Capítulo 4 – Conhecimento empírico e conhecimento matemático
Aqui, o autor trata das diferentes formas de validação científica, especialmente a relação entre empiria e matemática. Aborda a teoria da refutabilidade (inspirada em Popper), segundo a qual uma teoria só é científica se puder ser refutada pela experiência. No entanto, destaca que a matemática trabalha com objetos virtuais, internos a um sistema, e não diretamente com a experiência. Assim, teorias matemáticas e probabilísticas enfrentam desafios semelhantes. A conclusão é que não se trata de rejeitar a lógica clássica, mas de reformular os quadros conceituais utilizados para descrever os objetos científicos.

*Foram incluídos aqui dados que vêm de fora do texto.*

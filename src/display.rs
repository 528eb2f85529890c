use std::collections::{HashMap, HashSet};

use crate::record::VectorRecord;
use crate::tsne::Embedding;

/// 去掉离群点之后用于展示的子集
///
/// 保持原有的相对顺序，并记录每个点在原始记录中的位置
#[derive(Debug, Clone, Default)]
pub struct DisplaySubset {
    labels: Vec<String>,
    coords: Vec<[f64; 3]>,
    instance_counts: Vec<u32>,
    original_index: Vec<usize>,
    /// 标签到展示子集下标的映射，标签重复时以最后一次出现为准
    index: HashMap<String, usize>,
}

impl DisplaySubset {
    /// 过滤掉 outliers 中的标签，不存在于记录中的离群标签直接忽略
    pub fn filter(records: &[VectorRecord], embedding: &Embedding, outliers: &HashSet<String>) -> Self {
        assert_eq!(records.len(), embedding.len(), "records and embedding length mismatch");

        let mut subset = Self::default();
        for (i, record) in records.iter().enumerate() {
            if outliers.contains(&record.label) {
                continue;
            }
            subset.index.insert(record.label.clone(), subset.labels.len());
            subset.labels.push(record.label.clone());
            subset.coords.push(embedding.point(i));
            subset.instance_counts.push(record.instance_count);
            subset.original_index.push(i);
        }
        subset
    }

    pub fn len(&self) -> usize {
        self.labels.len()
    }

    pub fn is_empty(&self) -> bool {
        self.labels.is_empty()
    }

    /// 标签在展示子集中的位置
    pub fn position(&self, label: &str) -> Option<usize> {
        self.index.get(label).copied()
    }

    pub fn contains(&self, label: &str) -> bool {
        self.index.contains_key(label)
    }

    pub fn labels(&self) -> &[String] {
        &self.labels
    }

    pub fn coords(&self) -> &[[f64; 3]] {
        &self.coords
    }

    pub fn instance_counts(&self) -> &[u32] {
        &self.instance_counts
    }

    /// 展示子集中第 i 个点在原始记录中的下标
    pub fn original_index(&self, i: usize) -> usize {
        self.original_index[i]
    }
}

#[cfg(test)]
mod tests {
    use ndarray::Array2;

    use super::*;

    fn records(labels: &[&str]) -> Vec<VectorRecord> {
        labels
            .iter()
            .enumerate()
            .map(|(i, l)| VectorRecord {
                label: l.to_string(),
                relevance_score: 1.0,
                instance_count: i as u32,
                vector: vec![i as f64],
            })
            .collect()
    }

    fn embedding(n: usize) -> Embedding {
        let coords = Array2::from_shape_fn((n, 3), |(i, k)| (i * 10 + k) as f64);
        Embedding { coords, kl_divergence: 0.0, n_iter: 0 }
    }

    fn set(labels: &[&str]) -> HashSet<String> {
        labels.iter().map(|s| s.to_string()).collect()
    }

    #[test]
    fn test_filter_preserves_order_and_mapping() {
        let recs = records(&["A", "B", "C", "D"]);
        let subset = DisplaySubset::filter(&recs, &embedding(4), &set(&["B"]));

        assert_eq!(subset.labels(), ["A", "C", "D"]);
        assert_eq!(subset.instance_counts(), [0, 2, 3]);
        assert_eq!(subset.coords()[1], [20.0, 21.0, 22.0]);
        assert_eq!(subset.original_index(1), 2);
        assert_eq!(subset.position("C"), Some(1));
        assert_eq!(subset.position("B"), None);
    }

    #[test]
    fn test_missing_outliers_are_ignored() {
        let recs = records(&["A", "B"]);
        let subset = DisplaySubset::filter(&recs, &embedding(2), &set(&["Nope", "Ocean"]));
        assert_eq!(subset.len(), 2);
    }

    #[test]
    fn test_outlier_correctness() {
        let recs = records(&["Sea", "Blue", "Fin", "Ocean", "Wind"]);
        let outliers = set(&["Blue", "Ocean"]);
        let subset = DisplaySubset::filter(&recs, &embedding(5), &outliers);
        for r in &recs {
            assert_eq!(subset.contains(&r.label), !outliers.contains(&r.label));
        }
    }

    #[test]
    fn test_duplicate_label_maps_to_last() {
        let recs = records(&["A", "B", "A"]);
        let subset = DisplaySubset::filter(&recs, &embedding(3), &HashSet::new());
        assert_eq!(subset.len(), 3);
        assert_eq!(subset.position("A"), Some(2));
    }

    #[test]
    #[should_panic(expected = "records and embedding length mismatch")]
    fn test_length_mismatch() {
        DisplaySubset::filter(&records(&["A"]), &embedding(2), &HashSet::new());
    }
}
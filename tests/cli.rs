use std::fs;
use std::path::Path;
use std::process::Command;

use anyhow::Result;
use assert_cmd::prelude::*;
use assert_fs::TempDir;
use assert_fs::prelude::*;
use ndarray::Array2;
use ndarray_npy::read_npy;
use predicates::prelude::*;
use rstest::*;

macro_rules! cargo_run {
    ($cmd:expr, $($args:expr),*) => {
        {
            let mut cmd = Command::cargo_bin($cmd)?;
            $(cmd.arg($args);)*
            cmd.assert()
        }
    };
}

const RECORD_FILE: &str = "vectors_object_instances.txt";

/// 生成 n 行记录，两组向量分别围绕 0 和 5
fn records(n: usize) -> String {
    (0..n)
        .map(|j| {
            let center = if j % 2 == 0 { 0.0 } else { 5.0 };
            let v: Vec<String> =
                (0..4).map(|k| format!("{}", center + 0.01 * ((j * 7 + k * 3) % 5) as f64)).collect();
            format!("L{j}:0.9:{}:[{}]\n", j % 4, v.join(", "))
        })
        .collect()
}

fn write_aesthetic(images: &Path, name: &str, content: &str) -> Result<()> {
    fs::create_dir_all(images.join(name))?;
    fs::write(images.join(name).join(RECORD_FILE), content)?;
    Ok(())
}

#[fixture]
fn workspace() -> TempDir {
    let dir = TempDir::new().unwrap();
    dir.child("conf").create_dir_all().unwrap();
    dir.child("conf/aesthetics.json")
        .write_str(
            r#"{
                "aesthetics": [
                    {"name": "FA_good", "output": "good_embedding.html",
                     "clusters": [["L0", "L2", "L4"], ["L1", "L3"]], "outliers": ["L2"]},
                    {"name": "FA_small"},
                    {"name": "FA_missing"}
                ]
            }"#,
        )
        .unwrap();
    dir
}

#[rstest]
fn check_reports_skips(workspace: TempDir) -> Result<()> {
    let file = workspace.path().join("records.txt");
    fs::write(&file, format!("{}not a record\n", records(5)))?;

    cargo_run!("embedscape", "check", &file)
        .success()
        .stdout(predicate::str::contains("records=5"))
        .stdout(predicate::str::contains("skipped=1"))
        .stdout(predicate::str::contains("no-colon=1"));
    Ok(())
}

#[rstest]
fn check_scans_directories(workspace: TempDir) -> Result<()> {
    let images = workspace.path().join("images");
    write_aesthetic(&images, "FA_a", &records(3))?;
    write_aesthetic(&images, "FA_b", &records(4))?;

    cargo_run!("embedscape", "check", "--output-format", "json", &images)
        .success()
        .stdout(predicate::str::contains("FA_a"))
        .stdout(predicate::str::contains("FA_b"))
        .stdout(predicate::str::contains("\"records\": 4"));
    Ok(())
}

#[rstest]
fn reduce_writes_npy(workspace: TempDir) -> Result<()> {
    let file = workspace.path().join("records.txt");
    let output = workspace.path().join("out.npy");
    fs::write(&file, records(12))?;

    cargo_run!("embedscape", "reduce", &file, "-o", &output, "--max-iter", "300").success();

    let coords: Array2<f64> = read_npy(&output)?;
    assert_eq!(coords.dim(), (12, 3));
    assert!(coords.iter().all(|v| v.is_finite()));
    Ok(())
}

#[rstest]
#[case(5, 10.0)]
#[case(3, 3.0)]
fn reduce_rejects_large_perplexity(workspace: TempDir, #[case] n: usize, #[case] perplexity: f64) -> Result<()> {
    let file = workspace.path().join("records.txt");
    fs::write(&file, records(n))?;

    cargo_run!("embedscape", "reduce", &file, "--perplexity", perplexity.to_string())
        .failure()
        .stderr(predicate::str::contains("perplexity"));
    Ok(())
}

#[rstest]
fn plot_isolates_failures(workspace: TempDir) -> Result<()> {
    let images = workspace.path().join("images");
    let output = workspace.path().join("dashboard");
    write_aesthetic(&images, "FA_good", &records(15))?;
    write_aesthetic(&images, "FA_small", &records(5))?;

    cargo_run!(
        "embedscape",
        "-c",
        workspace.path().join("conf"),
        "plot",
        "--images-dir",
        &images,
        "--output-dir",
        &output,
        "--max-iter",
        "300"
    )
    .failure()
    .stderr(predicate::str::contains("FA_small"))
    .stderr(predicate::str::contains("FA_missing"));

    let html = fs::read_to_string(output.join("good_embedding.html"))?;
    assert!(html.contains("FA_good"));
    assert!(!output.join("FA_small_embedding.html").exists());
    Ok(())
}

#[rstest]
fn plot_json_scene(workspace: TempDir) -> Result<()> {
    let images = workspace.path().join("images");
    let output = workspace.path().join("dashboard");
    write_aesthetic(&images, "FA_good", &records(15))?;

    cargo_run!(
        "embedscape",
        "-c",
        workspace.path().join("conf"),
        "plot",
        "--images-dir",
        &images,
        "--output-dir",
        &output,
        "--format",
        "json",
        "--only",
        "FA_good",
        "--max-iter",
        "300"
    )
    .success();

    let scene: serde_json::Value = serde_json::from_str(&fs::read_to_string(output.join("good_embedding.json"))?)?;
    assert_eq!(scene["meta"]["records"], 15);
    assert_eq!(scene["points"].as_array().map(|p| p.len()), Some(14));
    // {L0, L4} 一条，{L1, L3} 一条
    assert_eq!(scene["edges"].as_array().map(|e| e.len()), Some(2));
    assert_eq!(scene["edges"][1]["color_index"], 1);
    Ok(())
}

#[rstest]
fn plot_is_deterministic(workspace: TempDir) -> Result<()> {
    let images = workspace.path().join("images");
    write_aesthetic(&images, "FA_good", &records(15))?;

    let mut outputs = vec![];
    for run in ["a", "b"] {
        let output = workspace.path().join(run);
        cargo_run!(
            "embedscape",
            "-c",
            workspace.path().join("conf"),
            "plot",
            "--images-dir",
            &images,
            "--output-dir",
            &output,
            "--format",
            "json",
            "--only",
            "FA_good",
            "--max-iter",
            "300"
        )
        .success();
        outputs.push(fs::read_to_string(output.join("good_embedding.json"))?);
    }
    assert_eq!(outputs[0], outputs[1]);
    Ok(())
}

#[rstest]
fn plot_unknown_aesthetic(workspace: TempDir) -> Result<()> {
    cargo_run!("embedscape", "-c", workspace.path().join("conf"), "plot", "--only", "FA_nope")
        .failure()
        .stderr(predicate::str::contains("FA_nope"));
    Ok(())
}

Capítulo 5 – Os fatos humanos como problema científico
Neste ponto, Granger se dedica à questão dos fatos humanos e dos desafios que eles impõem à abordagem científica. A subjetividade, a singularidade e a complexidade dos comportamentos humanos não se enquadram facilmente nos moldes tradicionais da ciência, exigindo uma reflexão mais cuidadosa sobre os limites das metodologias aplicadas às ciências humanas.
Capítulo 6 – O que significa progresso científico?

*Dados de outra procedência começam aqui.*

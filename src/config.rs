use std::convert::Infallible;
use std::fs;
use std::path::{Path, PathBuf};
use std::str::FromStr;
use std::sync::LazyLock;

use anyhow::{Context, Result, anyhow};
use clap::{Parser, Subcommand};
use directories::ProjectDirs;
use serde::{Deserialize, Serialize};

use crate::cli::*;
use crate::cluster::default_palette;
use crate::tsne::{Init, TsneParams};

/// 每个风格目录下的记录文件名
pub const RECORD_FILE_NAME: &str = "vectors_object_instances.txt";

static CONF_DIR: LazyLock<ConfDir> = LazyLock::new(|| {
    let proj_dirs = ProjectDirs::from("", "", "embedscape").expect("failed to get project dir");
    ConfDir { path: proj_dirs.config_dir().to_path_buf() }
});

fn default_config_dir() -> &'static str {
    CONF_DIR.path().to_str().expect("config dir is not valid utf-8")
}

#[derive(Parser, Debug, Clone)]
pub struct TsneOptions {
    /// 邻域大小，样本数量必须不小于 perplexity + 1
    #[arg(long, value_name = "N", default_value_t = 10.0)]
    pub perplexity: f64,
    /// 梯度下降学习率
    #[arg(long, value_name = "RATE", default_value_t = 200.0)]
    pub learning_rate: f64,
    /// 最大迭代次数，不能小于 250
    #[arg(long, value_name = "N", default_value_t = 1000)]
    pub max_iter: usize,
    /// 前 250 轮的概率放大倍数
    #[arg(long, value_name = "FACTOR", default_value_t = 12.0)]
    pub early_exaggeration: f64,
    /// 随机数种子
    #[arg(long, default_value_t = 242)]
    pub seed: u64,
    /// 初始化方式
    #[arg(long, value_enum, default_value_t = Init::Pca)]
    pub init: Init,
    /// 输出 t-SNE 迭代过程
    #[arg(long)]
    pub verbose_tsne: bool,
}

impl From<&TsneOptions> for TsneParams {
    fn from(opts: &TsneOptions) -> Self {
        Self {
            n_components: 3,
            perplexity: opts.perplexity,
            learning_rate: opts.learning_rate,
            max_iter: opts.max_iter,
            early_exaggeration: opts.early_exaggeration,
            seed: opts.seed,
            init: opts.init,
            verbose: opts.verbose_tsne,
        }
    }
}

#[derive(Parser, Debug, Clone)]
#[command(name = "embedscape", version)]
pub struct Opts {
    #[command(subcommand)]
    pub subcmd: SubCommand,
    /// 配置文件目录，其中的 aesthetics.json 定义了各风格的聚类和离群标签
    #[arg(short, long, default_value = default_config_dir())]
    pub conf_dir: ConfDir,
}

#[derive(Subcommand, Debug, Clone)]
pub enum SubCommand {
    /// 为配置中的所有风格生成三维嵌入图
    Plot(PlotCommand),
    /// 对单个记录文件降维，并导出坐标
    Reduce(ReduceCommand),
    /// 检查记录文件的格式
    Check(CheckCommand),
}

#[derive(Debug, Clone)]
pub struct ConfDir {
    path: PathBuf,
}

impl ConfDir {
    pub fn path(&self) -> &Path {
        self.path.as_path()
    }

    /// 返回风格配置文件的路径
    pub fn aesthetics(&self) -> PathBuf {
        self.path.join("aesthetics.json")
    }
}

impl FromStr for ConfDir {
    type Err = Infallible;

    fn from_str(s: &str) -> Result<Self, Self::Err> {
        Ok(Self { path: PathBuf::from(s) })
    }
}

/// 单个风格的配置
#[derive(Serialize, Deserialize, Debug, Clone, PartialEq)]
#[serde(deny_unknown_fields)]
pub struct AestheticConfig {
    pub name: String,
    /// 输出文件名，扩展名会按输出格式替换
    #[serde(default)]
    pub output: Option<String>,
    /// 人工整理的聚类，每组为若干标签
    #[serde(default)]
    pub clusters: Vec<Vec<String>>,
    /// 不展示但参与降维的标签
    #[serde(default)]
    pub outliers: Vec<String>,
}

impl AestheticConfig {
    pub fn new(name: impl Into<String>) -> Self {
        Self { name: name.into(), output: None, clusters: vec![], outliers: vec![] }
    }

    /// 输出文件名（不含扩展名）
    pub fn output_stem(&self) -> String {
        match &self.output {
            Some(output) => Path::new(output)
                .file_stem()
                .map(|s| s.to_string_lossy().into_owned())
                .unwrap_or_else(|| output.clone()),
            None => format!("{}_embedding", self.name),
        }
    }
}

/// aesthetics.json 的内容
#[derive(Serialize, Deserialize, Debug, Clone, PartialEq)]
#[serde(deny_unknown_fields)]
pub struct AestheticsConfig {
    /// 聚类连线使用的颜色
    #[serde(default = "default_palette")]
    pub palette: Vec<String>,
    pub aesthetics: Vec<AestheticConfig>,
}

impl Default for AestheticsConfig {
    fn default() -> Self {
        Self { palette: default_palette(), aesthetics: vec![] }
    }
}

impl AestheticsConfig {
    pub fn load(path: impl AsRef<Path>) -> Result<Self> {
        let path = path.as_ref();
        let text = fs::read_to_string(path)
            .with_context(|| format!("无法读取配置文件: {}", path.display()))?;
        let config = Self::from_str(&text)
            .with_context(|| format!("配置文件格式错误: {}", path.display()))?;
        Ok(config)
    }

    pub fn get(&self, name: &str) -> Option<&AestheticConfig> {
        self.aesthetics.iter().find(|a| a.name == name)
    }

    /// 按名称挑选风格，保持命令行给出的顺序；名称为空时返回全部
    pub fn select(&self, names: &[String]) -> Result<Vec<&AestheticConfig>> {
        if names.is_empty() {
            return Ok(self.aesthetics.iter().collect());
        }
        names
            .iter()
            .map(|name| self.get(name).ok_or_else(|| anyhow!("配置中没有风格: {}", name)))
            .collect()
    }
}

impl FromStr for AestheticsConfig {
    type Err = anyhow::Error;

    fn from_str(s: &str) -> Result<Self, Self::Err> {
        let config: Self = serde_json::from_str(s)?;
        if config.palette.is_empty() {
            return Err(anyhow!("palette 不能为空"));
        }
        Ok(config)
    }
}
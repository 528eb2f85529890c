use std::fs;
use std::path::Path;

use anyhow::Result;
use indicatif::ProgressStyle;

pub fn pb_style() -> ProgressStyle {
    ProgressStyle::default_bar()
        .template("{spinner:.green} [{elapsed_precise}] [{wide_bar:.cyan/blue}] {pos}/{len} ({eta}) {msg}")
        .expect("invalid progress bar template")
        .progress_chars("#>-")
}

/// 读取整个文件并计算 blake3 哈希
pub fn read_with_digest(path: impl AsRef<Path>) -> Result<(Vec<u8>, String)> {
    let bytes = fs::read(path)?;
    let digest = blake3::hash(&bytes).to_hex().to_string();
    Ok((bytes, digest))
}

No capítulo final, o autor discute se os avanços científicos são, de fato, sinônimo de progresso real. Ele questiona se todo avanço técnico ou teórico implica uma melhoria efetiva nas condições de vida ou na compreensão do mundo. Para Granger, a avaliação do progresso deve considerar a qualidade das transformações e suas implicações éticas e sociais, e não apenas o acúmulo de descobertas.
Conclusão
Granger retoma as questões levantadas no início da obra: devemos frear os avanços científicos? A ciência pode resolver os dilemas éticos? Para ele, a resposta é negativa em ambos os casos. O avanço é inevitável, mas o modo como o conhecimento é utilizado deve ser permanentemente avaliado. A ciência não tem como função resolver questões morais, mas sim esclarecê-las, contribuindo para a tomada de decisões conscientes. O erro, segundo o autor, está em converter diretamente o conhecimento positivo em ação moral, sem considerar a complexidade dos valores e das escolhas humanas.